Tuesday, May 26, 2015

Managing feline aggression and urination

Michael is pictured here going nuts over a "catnip kicker" made by a client who grows her own catnip. Judicious use of herbs, cat toys and indoor cat gardens is a great source of environmental enrichment for cats.
Veterinary behaviourist Dr Gabrielle Carter gave a compelling lecture this morning about aggression between cats, and I found it fascinating. This is a problem seen commonly in clients with multi-cat households, but I’ve also seen it in my own household. On one occasion, Mike and the late Lil Puss Fawcett were sitting at the front door when a strange cat walked past. Neither liked the look of the stranger and the growling and hissing escalated…but they couldn’t open the door (nor was I going to unleash them, worked up as they were, as cat fights are a nasty business). But I was not prepared for what happened next – they went for each other instead.

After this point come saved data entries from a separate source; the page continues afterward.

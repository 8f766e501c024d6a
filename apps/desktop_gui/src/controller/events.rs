//! UI/backend events and error modeling for desktop GUI controller.

use client_core::{ClientError, ControllerSnapshot, ErrorKind};

use crate::backend_bridge::commands::BackendCommand;

pub enum UiEvent {
    Info(String),
    Snapshot(ControllerSnapshot),
    Error(UiError),
}

#[derive(Debug, Clone, Copy, PartialEq, Eq)]
pub enum UiErrorCategory {
    Transport,
    Backend,
    Validation,
    Storage,
    Unknown,
}

#[derive(Debug, Clone, Copy, PartialEq, Eq)]
pub enum UiErrorContext {
    BackendStartup,
    Decompose,
    Options,
    Selection,
    Summary,
    Reset,
    General,
}

impl UiErrorContext {
    pub fn for_command(cmd: &BackendCommand) -> Self {
        match cmd {
            BackendCommand::Decompose { .. } => UiErrorContext::Decompose,
            BackendCommand::OpenTask { .. } | BackendCommand::ReloadOptions => {
                UiErrorContext::Options
            }
            BackendCommand::ToggleSelection { .. } | BackendCommand::CommitSelections => {
                UiErrorContext::Selection
            }
            BackendCommand::Summarize { .. } => UiErrorContext::Summary,
            BackendCommand::ResetAll => UiErrorContext::Reset,
            _ => UiErrorContext::General,
        }
    }

    fn label(self) -> &'static str {
        match self {
            UiErrorContext::BackendStartup => "Startup",
            UiErrorContext::Decompose => "Decompose",
            UiErrorContext::Options => "Options",
            UiErrorContext::Selection => "Selections",
            UiErrorContext::Summary => "Summary",
            UiErrorContext::Reset => "Reset",
            UiErrorContext::General => "Error",
        }
    }
}

#[derive(Debug, Clone)]
pub struct UiError {
    category: UiErrorCategory,
    context: UiErrorContext,
    message: String,
    retryable: bool,
}

impl UiError {
    pub fn from_client(context: UiErrorContext, err: &ClientError) -> Self {
        let category = match err.kind() {
            ErrorKind::Network => UiErrorCategory::Transport,
            ErrorKind::Status | ErrorKind::InvalidResponse => UiErrorCategory::Backend,
            ErrorKind::Validation => UiErrorCategory::Validation,
            ErrorKind::Storage => UiErrorCategory::Storage,
        };
        Self {
            category,
            context,
            message: err.to_string(),
            retryable: err.is_retryable(),
        }
    }

    /// For failures that never went through the controller, such as startup.
    pub fn from_message(context: UiErrorContext, message: impl Into<String>) -> Self {
        let message = message.into();
        let lower = message.to_ascii_lowercase();
        let category = if lower.contains("connection")
            || lower.contains("timed out")
            || lower.contains("unreachable")
        {
            UiErrorCategory::Transport
        } else if lower.contains("sqlite") || lower.contains("store") {
            UiErrorCategory::Storage
        } else if lower.contains("invalid") {
            UiErrorCategory::Validation
        } else {
            UiErrorCategory::Unknown
        };
        Self {
            category,
            context,
            message,
            retryable: category == UiErrorCategory::Transport,
        }
    }

    pub fn category(&self) -> UiErrorCategory {
        self.category
    }

    pub fn context(&self) -> UiErrorContext {
        self.context
    }

    pub fn message(&self) -> &str {
        &self.message
    }

    pub fn is_retryable(&self) -> bool {
        self.retryable
    }

    pub fn display(&self) -> String {
        let hint = if self.retryable { " (try again)" } else { "" };
        format!("{}: {}{hint}", self.context.label(), self.message)
    }
}
use storage::{keys, PersistenceStore, SqliteStore};

#[tokio::test]
async fn values_survive_reopening_the_store() {
    let temp_root = tempfile::tempdir().expect("tempdir");
    let db_path = temp_root.path().join("explore.db");
    let database_url = format!("sqlite://{}", db_path.to_string_lossy().replace('\\', "/"));

    {
        let store = SqliteStore::new(&database_url).await.expect("open");
        store
            .set(keys::TASKS, r#"["Book flights","Find hotel"]"#)
            .await
            .expect("write tasks");
        store
            .set(keys::PERSONALIZATION, "I like hiking")
            .await
            .expect("write personalization");
    }

    let reopened = SqliteStore::new(&database_url).await.expect("reopen");
    assert_eq!(
        reopened.get(keys::TASKS).await.expect("read").as_deref(),
        Some(r#"["Book flights","Find hotel"]"#)
    );

    let as_trait: &dyn PersistenceStore = &reopened;
    for key in keys::ALL {
        as_trait.clear(key).await.expect("clear");
    }
    for key in keys::ALL {
        assert_eq!(as_trait.get(key).await.expect("read"), None, "key {key}");
    }
}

It was like all the aggression needed an outlet. For the next week they did their best to convince me that they could no longer live together. Some environmental tweaking, feline facial pheromone and cat herbs later and things settled down but they were never 100 per cent the same.

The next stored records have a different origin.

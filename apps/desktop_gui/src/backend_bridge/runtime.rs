//! Worker thread owning the tokio runtime and the interaction controller.
//!
//! Network commands run as their own tasks, so a slow options call never blocks a
//! navigation; the controller's request generations sort out overlapping replies.
//! Local commands run inline in queue order.

use std::{sync::Arc, thread};

use client_core::{connect, ClientError, ControllerEvent, InteractionController, Settings};
use crossbeam_channel::{Receiver, Sender};
use tokio::sync::broadcast::error::RecvError;

use crate::backend_bridge::commands::BackendCommand;
use crate::controller::events::{UiError, UiErrorContext, UiEvent};

pub fn launch(settings: Settings, cmd_rx: Receiver<BackendCommand>, ui_tx: Sender<UiEvent>) {
    thread::spawn(move || {
        let _ = ui_tx.try_send(UiEvent::Info("Backend worker starting...".to_string()));
        let runtime = match tokio::runtime::Builder::new_multi_thread()
            .enable_all()
            .build()
        {
            Ok(runtime) => runtime,
            Err(err) => {
                tracing::error!("failed to build backend runtime: {err}");
                let _ = ui_tx.try_send(UiEvent::Error(UiError::from_message(
                    UiErrorContext::BackendStartup,
                    format!("backend worker startup failure: failed to build runtime: {err}"),
                )));
                return;
            }
        };

        runtime.block_on(async move {
            let client = match connect(&settings).await {
                Ok(client) => client,
                Err(err) => {
                    tracing::error!("backend worker startup failure: {err:#}");
                    let _ = ui_tx.try_send(UiEvent::Error(UiError::from_message(
                        UiErrorContext::BackendStartup,
                        format!("backend worker startup failure: {err:#}"),
                    )));
                    return;
                }
            };
            let controller = client.controller;

            tokio::spawn(forward_controller_events(
                Arc::clone(&controller),
                ui_tx.clone(),
            ));
            let _ = ui_tx.try_send(UiEvent::Snapshot(controller.snapshot().await));
            let _ = ui_tx.try_send(UiEvent::Info(format!(
                "Connected to {}",
                settings.api_base_url
            )));

            while let Ok(cmd) = cmd_rx.recv() {
                if cmd.is_local() {
                    run_command(Arc::clone(&controller), cmd, ui_tx.clone()).await;
                } else {
                    tokio::spawn(run_command(Arc::clone(&controller), cmd, ui_tx.clone()));
                }
            }
            tracing::info!("ui command queue closed; backend worker exiting");
        });
    });
}

/// Pushes a fresh snapshot to the UI after every controller state change.
async fn forward_controller_events(controller: Arc<InteractionController>, ui_tx: Sender<UiEvent>) {
    let mut events = controller.subscribe_events();
    loop {
        match events.recv().await {
            Ok(ControllerEvent::CallFailed { kind, error }) => {
                tracing::error!(?kind, "backend call failed: {error}");
            }
            Ok(_) => {}
            Err(RecvError::Lagged(skipped)) => {
                tracing::warn!(skipped, "ui event forwarder lagged behind controller");
            }
            Err(RecvError::Closed) => break,
        }
        if ui_tx
            .try_send(UiEvent::Snapshot(controller.snapshot().await))
            .is_err()
        {
            tracing::debug!("ui event queue unavailable; dropping snapshot");
        }
    }
}

async fn run_command(
    controller: Arc<InteractionController>,
    cmd: BackendCommand,
    ui_tx: Sender<UiEvent>,
) {
    let name = cmd.name();
    let context = UiErrorContext::for_command(&cmd);
    tracing::debug!(command = name, "running ui command");

    let result: Result<(), ClientError> = match cmd {
        BackendCommand::SetGoal(goal) => controller.set_goal(&goal).await,
        BackendCommand::SetPersonalization(text) => controller.set_personalization(&text).await,
        BackendCommand::Decompose {
            goal,
            personalization,
        } => controller
            .decompose(&goal, &personalization)
            .await
            .map(drop),
        BackendCommand::OpenTask { id } => controller.open_task(id).await.map(drop),
        BackendCommand::ReloadOptions => controller.reload_options().await.map(drop),
        BackendCommand::ToggleSelection { index } => {
            controller.toggle_selection(index).await.map(drop)
        }
        BackendCommand::CommitSelections => controller.commit_selections().await.map(drop),
        BackendCommand::BackToGoal => {
            controller.back_to_goal().await;
            Ok(())
        }
        BackendCommand::Summarize {
            goal,
            personalization,
        } => controller
            .summarize(&goal, &personalization)
            .await
            .map(drop),
        BackendCommand::DismissNotice => {
            controller.dismiss_notice().await;
            Ok(())
        }
        BackendCommand::ResetAll => controller.reset_all().await,
    };

    match result {
        Ok(()) => {}
        // Shown through the snapshot's notice modal.
        Err(ClientError::PersonalizationRequired) => {}
        Err(err) => {
            tracing::warn!(command = name, "ui command failed: {err}");
            let _ = ui_tx.try_send(UiEvent::Error(UiError::from_client(context, &err)));
        }
    }
    let _ = ui_tx.try_send(UiEvent::Snapshot(controller.snapshot().await));
}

On another occasion, Hero returned from the clinic having had surgery, and Michael decided he stank like a vet and chased him out of the lounge room.
So it was reassuring that Dr Carter mentioned these two types of events as common triggers for intercat aggression.

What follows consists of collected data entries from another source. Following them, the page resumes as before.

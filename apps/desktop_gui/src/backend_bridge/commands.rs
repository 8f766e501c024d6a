//! Backend commands queued from UI to backend worker.

use shared::domain::SubTaskId;

#[derive(Debug, Clone, PartialEq, Eq)]
pub enum BackendCommand {
    SetGoal(String),
    SetPersonalization(String),
    Decompose {
        goal: String,
        personalization: String,
    },
    OpenTask {
        id: SubTaskId,
    },
    ReloadOptions,
    ToggleSelection {
        index: usize,
    },
    CommitSelections,
    BackToGoal,
    Summarize {
        goal: String,
        personalization: String,
    },
    DismissNotice,
    ResetAll,
}

impl BackendCommand {
    pub fn name(&self) -> &'static str {
        match self {
            BackendCommand::SetGoal(_) => "set_goal",
            BackendCommand::SetPersonalization(_) => "set_personalization",
            BackendCommand::Decompose { .. } => "decompose",
            BackendCommand::OpenTask { .. } => "open_task",
            BackendCommand::ReloadOptions => "reload_options",
            BackendCommand::ToggleSelection { .. } => "toggle_selection",
            BackendCommand::CommitSelections => "commit_selections",
            BackendCommand::BackToGoal => "back_to_goal",
            BackendCommand::Summarize { .. } => "summarize",
            BackendCommand::DismissNotice => "dismiss_notice",
            BackendCommand::ResetAll => "reset_all",
        }
    }

    /// Commands that never reach the backend API. They run in queue order so
    /// a toggle is applied before the commit that follows it.
    pub fn is_local(&self) -> bool {
        matches!(
            self,
            BackendCommand::SetGoal(_)
                | BackendCommand::SetPersonalization(_)
                | BackendCommand::ToggleSelection { .. }
                | BackendCommand::CommitSelections
                | BackendCommand::BackToGoal
                | BackendCommand::DismissNotice
                | BackendCommand::ResetAll
        )
    }
}

#[cfg(test)]
mod tests {
    use super::*;

    #[test]
    fn only_network_commands_are_spawned() {
        let local = [
            BackendCommand::SetGoal("Plan a trip".into()),
            BackendCommand::ToggleSelection { index: 0 },
            BackendCommand::CommitSelections,
            BackendCommand::BackToGoal,
            BackendCommand::DismissNotice,
            BackendCommand::ResetAll,
        ];
        assert!(local.iter().all(BackendCommand::is_local));

        let network = [
            BackendCommand::Decompose {
                goal: "Plan a trip".into(),
                personalization: String::new(),
            },
            BackendCommand::OpenTask {
                id: SubTaskId::new(),
            },
            BackendCommand::ReloadOptions,
            BackendCommand::Summarize {
                goal: String::new(),
                personalization: "I like hiking".into(),
            },
        ];
        assert!(!network.iter().any(BackendCommand::is_local));
    }
}
//! Controller layer: UI events, error modeling and command orchestration.

pub mod events;
pub mod orchestration;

She discussed her management of intercat aggression.
  • Don’t try to force cats to be friends. Provide each cat with a core area where they can have all their needs met without walking past the other cat/other cats. This core area should contain food, water, a scratch pad and a litter tray OR a cat door to get outside. Dr Cartner is not backwards about recommending multiple cat doors in a household. And if you do provide a scratching post, make sure its tall enough that the cat can really stretch up vertically.
  • Use vertical spaces. Dr Carter is also a fan of thosecrazy houses you see on the internet all the time where someone has built elevated shelves, bridges, stairs and pathways just for their cat.
  • Use pheromones and, where appropriate, medications to help desensitise cats and try to counter-condition them (ie provide positive reinforcement when positive interactions occur).
  • When it’s a matter of outside cats coming and poking through windows and freaking out indoor cats, Dr Carter recommends using mothballs. These are toxic so they need to be crushed, put in a container with a few holes in it so vapours can escape, and left in the path of unwelcome feline intruders (but not so close as to repel one’s own moggies). Apparently 75% of cats will be repelled.

She also tackled the tricky topic of urine spraying, which I didn’t realise occurs in up to 25% of single cat households. Nonetheless, the biggest cause of urine spraying is stress and the biggest cause of stress (to cats) is other cats.
House soiling is different to urine spraying. Urine spraying is almost entirely behavioural, and involves spraying typically small volumes of urine on a vertical surface, in multiple sites, and cats tend to adopt a typical posture for this.
House soiling usually involves bigger volumes, in fewer areas, with occasional faeces involved, and often indicates urinary tract disease. Medical conditions should be ruled out.


But humans aren’t blameless here. Good litter tray hygiene (daily scooping, weekly 100% litter change, cleaning waste with an enzymatic cleaner such as Urine-Off or Biozet) reduced inappropriate urination by 76% in female cats and 56% of males.

Dr Carter gave her talk as part of a sponsored session for Hill's Pet Nutrition.